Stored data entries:
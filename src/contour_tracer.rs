//! Moore-neighbour boundary tracing.
//!
//! Walks the outer boundary of a foreground region using an 8-direction
//! clock and a "search from `(d+5) mod 8`" rule, so the walk can take
//! diagonal steps and hug single-pixel-wide strokes as well as filled
//! blobs.

use crate::binarizer::BinaryMask;
use crate::path::Point;

/// Safety bound against pathological inputs that would otherwise loop.
const MAX_STEPS: usize = 20_000;

/// Clockwise 8-neighbour offsets starting at north, indexed 0..8.
const DIRS: [(i64, i64); 8] = [
    (0, -1),  // 0 N
    (1, -1),  // 1 NE
    (1, 0),   // 2 E
    (1, 1),   // 3 SE
    (0, 1),   // 4 S
    (-1, 1),  // 5 SW
    (-1, 0),  // 6 W
    (-1, -1), // 7 NW
];

fn is_foreground(mask: &BinaryMask, x: i64, y: i64) -> bool {
    mask.get(x, y) == 1
}

/// A pixel is a border pixel iff it is foreground and at least one of
/// its four cardinal neighbours is background or outside the image.
fn is_border_pixel(mask: &BinaryMask, x: u32, y: u32) -> bool {
    if mask.get(x as i64, y as i64) != 1 {
        return false;
    }
    let (xi, yi) = (x as i64, y as i64);
    !is_foreground(mask, xi - 1, yi)
        || !is_foreground(mask, xi + 1, yi)
        || !is_foreground(mask, xi, yi - 1)
        || !is_foreground(mask, xi, yi + 1)
}

/// Walk the outer boundary of `pixels` within `mask`, starting from each
/// unvisited border pixel, producing one closed pixel polygon per walk.
/// Holes are not traced separately: this keeps output path count bounded and
/// treats holes as discontinuities in the engrave layer instead.
pub fn trace_contours(mask: &BinaryMask, pixels: &[(u32, u32)]) -> Vec<Vec<Point>> {
    let mut border_visited = std::collections::HashSet::new();
    let mut contours = Vec::new();

    for &(sx, sy) in pixels {
        if !is_border_pixel(mask, sx, sy) || border_visited.contains(&(sx, sy)) {
            continue;
        }

        let mut contour = Vec::new();
        let mut cx = sx as i64;
        let mut cy = sy as i64;
        let mut d: usize = 7;
        contour.push(Point::new(cx as f64, cy as f64));
        border_visited.insert((sx, sy));

        for _ in 0..MAX_STEPS {
            let search_start = (d + 5) % 8;
            let mut advanced = false;

            for i in 0..8 {
                let dir = (search_start + i) % 8;
                let (dx, dy) = DIRS[dir];
                let nx = cx + dx;
                let ny = cy + dy;
                if is_foreground(mask, nx, ny) {
                    cx = nx;
                    cy = ny;
                    d = dir;
                    advanced = true;
                    break;
                }
            }

            if !advanced {
                break;
            }
            if cx == sx as i64 && cy == sy as i64 {
                break;
            }
            contour.push(Point::new(cx as f64, cy as f64));
            if cx >= 0 && cy >= 0 {
                border_visited.insert((cx as u32, cy as u32));
            }
        }

        if contour.len() >= 3 {
            contours.push(contour);
        }
    }

    contours
}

§ **BRIEF**
An exact repeat of the lines from the one containing "advanced = true;" through the final line above, both included, is the whole answer.

§ **EXERCISE RESPONSE**
                    advanced = true;
                    break;
                }
            }

            if !advanced {
                break;
            }
            if cx == sx as i64 && cy == sy as i64 {
                break;
            }
            contour.push(Point::new(cx as f64, cy as f64));
            if cx >= 0 && cy >= 0 {
                border_visited.insert((cx as u32, cy as u32));
            }
        }

        if contour.len() >= 3 {
            contours.push(contour);
        }
    }

    contours
}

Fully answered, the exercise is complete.